Siamo a un passo dal lockdown nazionale? Il Premier Conte questa mattina negli incontri che si sono tenuti alla Camera e al Senato ha fatto presente che così come le ultime attività a riaprire dopo il blocco di marzo sono state quelle di bar, ristoranti, teatri, cinema e palestre, allo stesso modo si procederà gradualmente in senso contrario per cercare di arginare il più possibile la diffusione del contagio. Se ne deduce che laddove questo stop parziale non dia risultati evidenti, il blocco totale dovrà considerarsi conseguenza certa.

È dello stesso avviso Guido Bertolaso, che prende però le distanze dalle scelte fatte nei mesi scorsi dal Governo: si poteva e doveva fare di più, secondo l’ex direttore del Dipartimento della Protezione Civile oggi consulente per la gestione Covid di Lombardia, Marche e Sicilia, e questo perché la seconda ondata era del tutto prevedibile.

Lo ha detto in diretta ai nostri microfoni in questa intervista di Ilario Di Giovambattista, Stefano Raucci e del Direttore di Tuttosport Xavier Jacobelli. Ecco com’è andata.

Siamo in guerra

“Purtroppo temo che la nuova struttura di Milano si riempirà presto, ha delle dimensioni molto grandi e sta lavorando. Da tutte le Regioni d’Italia – anche quelle che snobbavano queste iniziative – chiamano per chiedere i progetti e i disegni.

Il bollettino oggi è di guerra, forse non abbiamo capito che siamo ancora in guerra. Quest’estate c’è chi si è messo a scrivere libri, chi si è messo a fare proclami dicendo che eravamo i più bravi del mondo, c’è chi si è cullato sugli allori e abbiamo perso tutto il vantaggio che avevamo conquistato nella lotta contro il virus. Ci siamo dimenticati di prepararci ad una seconda ondata, quindi oggi siamo scoperti e siamo a immaginare solo una serie di chiusura e restrizioni senza aver messo in piedi un piano di tracciabilità, con ore di coda al drive-in per fare i tamponi, con le scuole costrette a chiudere”.

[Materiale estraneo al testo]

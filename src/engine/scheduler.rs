//! The timer loop that drives rounds end to end.
//!
//! open -> broadcast -> per-second countdown -> close/resolve/settle ->
//! broadcast result -> cooldown -> repeat. Failures are logged and the whole
//! iteration retries after the cooldown; the loop never dies on a transient
//! error.

use chrono::Utc;
use std::sync::atomic::{AtomicBool, Ordering};
use std::sync::Arc;
use std::time::Duration;
use tokio::sync::watch;
use tokio::task::JoinHandle;
use tokio::time::{interval, MissedTickBehavior};
use tracing::{error, info, warn};

use super::events::{EventBus, GameEvent};
use super::lifecycle::RoundManager;
use crate::config::RoundConfig;
use crate::errors::{GameError, GameResult};

pub struct GameScheduler {
    manager: Arc<RoundManager>,
    events: EventBus,
    duration_secs: u64,
    cooldown: Duration,
    running: AtomicBool,
}

impl GameScheduler {
    pub fn new(manager: Arc<RoundManager>, events: EventBus, round_config: &RoundConfig) -> Self {
        Self {
            manager,
            events,
            duration_secs: round_config.duration_secs,
            cooldown: Duration::from_secs(round_config.cooldown_secs),
            running: AtomicBool::new(false),
        }
    }

    /// Spawn the loop. Exactly one loop per scheduler: a second call while
    /// one is alive is a configuration error.
    ///
    /// The shutdown channel is graceful: a round in flight is closed and
    /// settled before the task exits.
    pub fn start(
        self: &Arc<Self>,
        shutdown: watch::Receiver<bool>,
    ) -> GameResult<JoinHandle<()>> {
        if self.running.swap(true, Ordering::SeqCst) {
            return Err(GameError::SchedulerAlreadyRunning);
        }

        let scheduler = Arc::clone(self);
        Ok(tokio::spawn(async move {
            scheduler.run(shutdown).await;
            scheduler.running.store(false, Ordering::SeqCst);
            info!("round scheduler stopped");
        }))
    }

    pub fn is_running(&self) -> bool {
        self.running.load(Ordering::SeqCst)
    }

    async fn run(&self, mut shutdown: watch::Receiver<bool>) {
        info!(
            duration_secs = self.duration_secs,
            cooldown_secs = self.cooldown.as_secs(),
            "round scheduler started"
        );

        loop {
            if *shutdown.borrow() {
                break;
            }

            let round = match self.manager.open_round(Utc::now()).await {
                Ok(round) => round,
                Err(e) => {
                    error!("failed to open round, retrying after cooldown: {}", e);
                    if self.wait_cooldown(&mut shutdown).await {
                        break;
                    }
                    continue;
                }
            };
            info!(period = %round.period, end = %round.end_time, "round opened");
            self.events.emit(GameEvent::RoundOpened {
                period: round.period.clone(),
                start_time: round.start_time,
                end_time: round.end_time,
                duration_secs: self.duration_secs,
            });

            // Countdown: one tick per second, duration down to 1. A counter
            // rather than clock math keeps ticks monotonic if timers coalesce.
            let mut seconds_left = self.duration_secs;
            let mut ticker = interval(Duration::from_secs(1));
            ticker.set_missed_tick_behavior(MissedTickBehavior::Skip);
            ticker.tick().await; // first tick completes immediately
            while seconds_left > 0 {
                self.events.emit(GameEvent::CountdownTick {
                    period: round.period.clone(),
                    seconds_left,
                });
                tokio::select! {
                    _ = ticker.tick() => {}
                    _ = shutdown.changed() => {
                        if *shutdown.borrow() {
                            // Stop counting and close the round out now.
                            break;
                        }
                    }
                }
                seconds_left -= 1;
            }

            // Close, resolve and settle. Retried in place so a transient
            // storage failure cannot strand an unresolved round; settlement
            // idempotency makes the retries safe.
            loop {
                match self.manager.close_and_resolve(Utc::now()).await {
                    Ok((completed, report)) => {
                        if let Some(outcome) = completed.outcome {
                            info!(
                                period = %completed.period,
                                number = outcome.number,
                                color = %outcome.color,
                                size = %outcome.size,
                                total_paid = report.total_paid,
                                "round resolved"
                            );
                            self.events.emit(GameEvent::RoundResult {
                                period: completed.period.clone(),
                                winning_number: outcome.number,
                                winning_color: outcome.color,
                                size: outcome.size,
                                total_paid: report.total_paid,
                            });
                        }
                        break;
                    }
                    Err(e) => {
                        error!("failed to close round, retrying after cooldown: {}", e);
                        self.wait_cooldown(&mut shutdown).await;
                        if *shutdown.borrow() {
                            // Leave the round for startup recovery rather
                            // than spinning against a dead store forever.
                            warn!("shutdown requested with round unresolved, deferring to recovery");
                            return;
                        }
                    }
                }
            }

            if *shutdown.borrow() {
                break;
            }
            if self.wait_cooldown(&mut shutdown).await {
                break;
            }
        }
    }

    /// Sleep for the cooldown, waking early on shutdown. Returns whether
    /// shutdown was requested.
    async fn wait_cooldown(&self, shutdown: &mut watch::Receiver<bool>) -> bool {
        tokio::select! {
            _ = tokio::time::sleep(self.cooldown) => {}
            _ = shutdown.changed() => {}
        }
        *shutdown.borrow()
    }
}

Chiusura attività sportiva di base

“Il problema è complesso. Più importante dello sport, che è essenziale, è altrettanto importante andare a scuola. Io avrei fatto una politica particolare per i nostri giovani: avrei consentito loro di andare a scuola, di fare sport, adottando misure di salvaguardia e di protezione che si potevano fare con un lavoro a macchia di Leopardo, perché sappiamo benissimo che il rischio di prendersi il Covid a Milano non è il rischio che c’è ad Ascoli Piceno.

Dovevano essere capaci di adottare misure mirate quantomeno a livello regionale. Si poteva fare molto di più e in modo diverso. Lavorando per esempio a dei trasporti dedicati ai giovani studenti che impedisse loro di prendere la metropolitana che è il rischio maggiore per chi si muove.

Guardando le date non mi sorprenderei se invece di pensare che a fine novembre si apre tutto dovremmo immaginare di essere costretti a nuove chiusure. Non credo che la chiusura di bar, ristoranti alle 18 e di piscine e palestre saranno sufficienti per fermare un’epidemia”.

Nuova chiusura totale?

“Se vogliamo trascorrere Natale tranquilli una chiusura sarà necessaria il prima possibile. Altrimenti continueremo ad andare avanti con numeri che continuano a salire, chiusure parziali e localizzate, che non risolvono il problema economico né sociale, ma continuano ad aggravare quello sanitario”.

Cosa devono fare gli italiani?

“Nulla di più di quello che ci viene chiesto. Il problema è che non noi cittadini ma le istituzioni avrebbero dovuto garantire ad esempio l’esigenza di essere sicuri di tracciare tutti i casi positivi asintomatici e tutti quelli che sono venuti in contatto con casi che poi si sono rivelati positivi. Questo è l’A-B-C di una lotta a un’epidemia. Noi siamo in guerra e avevamo bisogno di un esercito di tracciatori”.